The Wickenby brand has been diminished in the light of the Australian Crime Commission’s (ACC) back-flip this week in calling a halt to the criminal investigation of Paul Hogan and John Cornell. I’ve decided to turn the tables on the organisation today and conduct my own special examination into the secretive government law enforcement agency some have labeled a “star chamber”.
Despite a long and exhaustive analysis over five years investigating the entertainment duo — involving raids on business premises and private homes, telephone taps, seizure of hundreds of thousands of pages of documents, interviewing anyone who had a business association with the them, secret interrogations and delving into the resources of five other Wickenby partners such as the tax office and Federal Police as well as support from the Attorney-General’s Department and the Australian Government Solicitor — they couldn’t find one skerrick of evidence against the pair.

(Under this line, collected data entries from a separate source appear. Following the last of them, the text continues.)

/*
 * Copyright (c) Radzivon Bartoshyk, 10/2026. All rights reserved.
 *
 * Redistribution and use in source and binary forms, with or without modification,
 * are permitted provided that the following conditions are met:
 *
 * 1.  Redistributions of source code must retain the above copyright notice, this
 * list of conditions and the following disclaimer.
 *
 * 2.  Redistributions in binary form must reproduce the above copyright notice,
 * this list of conditions and the following disclaimer in the documentation
 * and/or other materials provided with the distribution.
 *
 * 3.  Neither the name of the copyright holder nor the names of its
 * contributors may be used to endorse or promote products derived from
 * this software without specific prior written permission.
 *
 * THIS SOFTWARE IS PROVIDED BY THE COPYRIGHT HOLDERS AND CONTRIBUTORS "AS IS"
 * AND ANY EXPRESS OR IMPLIED WARRANTIES, INCLUDING, BUT NOT LIMITED TO, THE
 * IMPLIED WARRANTIES OF MERCHANTABILITY AND FITNESS FOR A PARTICULAR PURPOSE ARE
 * DISCLAIMED. IN NO EVENT SHALL THE COPYRIGHT HOLDER OR CONTRIBUTORS BE LIABLE
 * FOR ANY DIRECT, INDIRECT, INCIDENTAL, SPECIAL, EXEMPLARY, OR CONSEQUENTIAL
 * DAMAGES (INCLUDING, BUT NOT LIMITED TO, PROCUREMENT OF SUBSTITUTE GOODS OR
 * SERVICES; LOSS OF USE, DATA, OR PROFITS; OR BUSINESS INTERRUPTION) HOWEVER
 * CAUSED AND ON ANY THEORY OF LIABILITY, WHETHER IN CONTRACT, STRICT LIABILITY,
 * OR TORT (INCLUDING NEGLIGENCE OR OTHERWISE) ARISING IN ANY WAY OUT OF THE USE
 * OF THIS SOFTWARE, EVEN IF ADVISED OF THE POSSIBILITY OF SUCH DAMAGE.
 */
use std::error::Error;
use std::fmt::{Display, Formatter};
use std::str::FromStr;

/// Hardware the inference runtime is asked to run the model on
#[repr(u8)]
#[derive(Debug, Copy, Clone, Default, PartialEq, Eq, Hash)]
pub enum InferenceDevice {
    #[default]
    Cpu = 0,
    Nnapi = 1,
    Gpu = 2,
}

impl InferenceDevice {
    pub const fn name(&self) -> &'static str {
        match self {
            InferenceDevice::Cpu => "cpu",
            InferenceDevice::Nnapi => "nnapi",
            InferenceDevice::Gpu => "gpu",
        }
    }
}

impl Display for InferenceDevice {
    fn fmt(&self, f: &mut Formatter<'_>) -> std::fmt::Result {
        f.write_str(self.name())
    }
}

#[derive(Debug, Clone, PartialEq, Eq)]
pub enum ModelOptionsError {
    UnknownDevice(String),
    ZeroThreads,
}

impl Display for ModelOptionsError {
    fn fmt(&self, f: &mut Formatter<'_>) -> std::fmt::Result {
        match self {
            ModelOptionsError::UnknownDevice(name) => f.write_fmt(format_args!(
                "Unknown inference device '{}', expected one of cpu, nnapi, gpu",
                name
            )),
            ModelOptionsError::ZeroThreads => f.write_str("Model must be run with at least one thread"),
        }
    }
}

impl Error for ModelOptionsError {}

impl FromStr for InferenceDevice {
    type Err = ModelOptionsError;

    fn from_str(s: &str) -> Result<Self, Self::Err> {
        match s.trim().to_ascii_lowercase().as_str() {
            "cpu" => Ok(InferenceDevice::Cpu),
            "nnapi" => Ok(InferenceDevice::Nnapi),
            "gpu" => Ok(InferenceDevice::Gpu),
            _ => Err(ModelOptionsError::UnknownDevice(s.to_string())),
        }
    }
}

/// Options an inference interpreter is created with.
///
/// Defaults to CPU with a single thread.
#[derive(Debug, Copy, Clone, PartialEq, Eq, Hash)]
pub struct ModelOptions {
    pub device: InferenceDevice,
    pub threads: usize,
}

impl Default for ModelOptions {
    fn default() -> Self {
        ModelOptions {
            device: InferenceDevice::Cpu,
            threads: 1,
        }
    }
}

impl ModelOptions {
    pub fn with_device(self, device: InferenceDevice) -> Self {
        ModelOptions { device, ..self }
    }

    pub fn with_threads(self, threads: usize) -> Self {
        ModelOptions { threads, ..self }
    }

    pub fn validate(&self) -> Result<(), ModelOptionsError> {
        if self.threads == 0 {
            return Err(ModelOptionsError::ZeroThreads);
        }
        Ok(())
    }
}

#[cfg(test)]
mod tests {
    use super::*;

    #[test]
    fn test_defaults() {
        let options = ModelOptions::default();
        assert_eq!(options.device, InferenceDevice::Cpu);
        assert_eq!(options.threads, 1);
        assert!(options.validate().is_ok());
    }

    #[test]
    fn test_overrides() {
        let options = ModelOptions::default()
            .with_device(InferenceDevice::Gpu)
            .with_threads(4);
        assert_eq!(
            options,
            ModelOptions {
                device: InferenceDevice::Gpu,
                threads: 4,
            }
        );
        assert_eq!(
            ModelOptions::default().with_threads(0).validate(),
            Err(ModelOptionsError::ZeroThreads)
        );
    }

    #[test]
    fn test_device_parsing() {
        assert_eq!("NNAPI".parse::<InferenceDevice>(), Ok(InferenceDevice::Nnapi));
        assert_eq!(" gpu ".parse::<InferenceDevice>(), Ok(InferenceDevice::Gpu));
        assert_eq!(
            "tpu".parse::<InferenceDevice>(),
            Err(ModelOptionsError::UnknownDevice("tpu".to_string()))
        );
        for device in [InferenceDevice::Cpu, InferenceDevice::Nnapi, InferenceDevice::Gpu] {
            assert_eq!(device.to_string().parse::<InferenceDevice>(), Ok(device));
        }
    }
}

As recent as August 17, ACC lawyers were telling a Federal Court judge they were gearing up to lay criminal charges. Something happened in the next three months that changed their mind. The ACC admitted this week it never sent a brief of evidence to the Commonwealth Director of Public Prosecutions (DPP) who is responsible for bringing prosecutions on behalf of the Commonwealth. My translation: The case was so weak they wouldn’t embarrass themselves by sending a brief to the DPP and having it thrown back in their faces.
My tax office sources reveal that the ATO’s action in preventing Hogan departing Australia by serving him a Departure Prohibition Order in August was a last desperate bid by the Wickenby partners to try and harass Hogan into backing down in his fight against the government. The ACC knew at that time it didn’t have the goods to snare Hogan. The tax office finally relented and let Hogan return to his wife and young son in America after a media frenzy turned against the ATO.
The sour grapes expressed in the ACC’s media release this week did not reflect well on the organisation. It said, inter alia:
The delay in resolving this long running investigation hinges on the international complexity of the structures put in place by those who are the subject of the investigation and a clear strategy by those being investigated to legally challenge the ACC’s attempt to establish the facts in the case.
Are they suggesting it got too hard for them and that’s why they bailed? And aren’t people they are trying to send to jail allowed to litigate to protect themselves? Let’s examine the ACC’s history with Wickenby:
- They have lost a couple of court challenges against Wickenby suspects as well as paying the legal bills of Hogan and one other suspect. Reports today in the media suggest they spent $10 million dollars of taxpayer’s funds trying to snare Hogan and Cornell.
- On one occasion former Attorney-General Philip Ruddock bailed the ACC out of trouble by introducing retrospective legislation to ensure the validity of their summonses to Wickenby suspects.
- They also fought Hogan in court for two years to get access to 35 documents they later conceded were “irrelevant”.
- Federal Court Justice Arthur Emmett criticised them for not having policies and procedures in place to deal with Legal Professional Privilege in their complex Wickenby investigations.
- 60 people have been charged with criminal offences under Wickenby but only 13 of these are as a result of ACC investigations. Forty-seven people were charged by the AFP. The Glenn Wheatley case was done by the AFP.
- They were responsible, along with the ATO, for the criminal leaking of the personal tax affairs of Hogan, Cornell and others involved in the Wickenby Investigation. This was confirmed when the ATO’s Director of Secrecy and four other high-ranking officers complained to Michael D’Ascenzo that the tax office had unlawfully provided sensitive tax information to their colleagues in the Australian Federal Police and the Australian Crime Commission as part of the Wickenby investigation.
When the ACC established in 2002 by the Howard government to fulfill the role undertaken by its equally secret predecessor, the National Crime Authority it became involved in everything from abuse in indigenous communities, bikie gangs and illicit drugs. It now wants to get itself involved in serious tax fraud but you have to wonder after this week whether they can cut the mustard.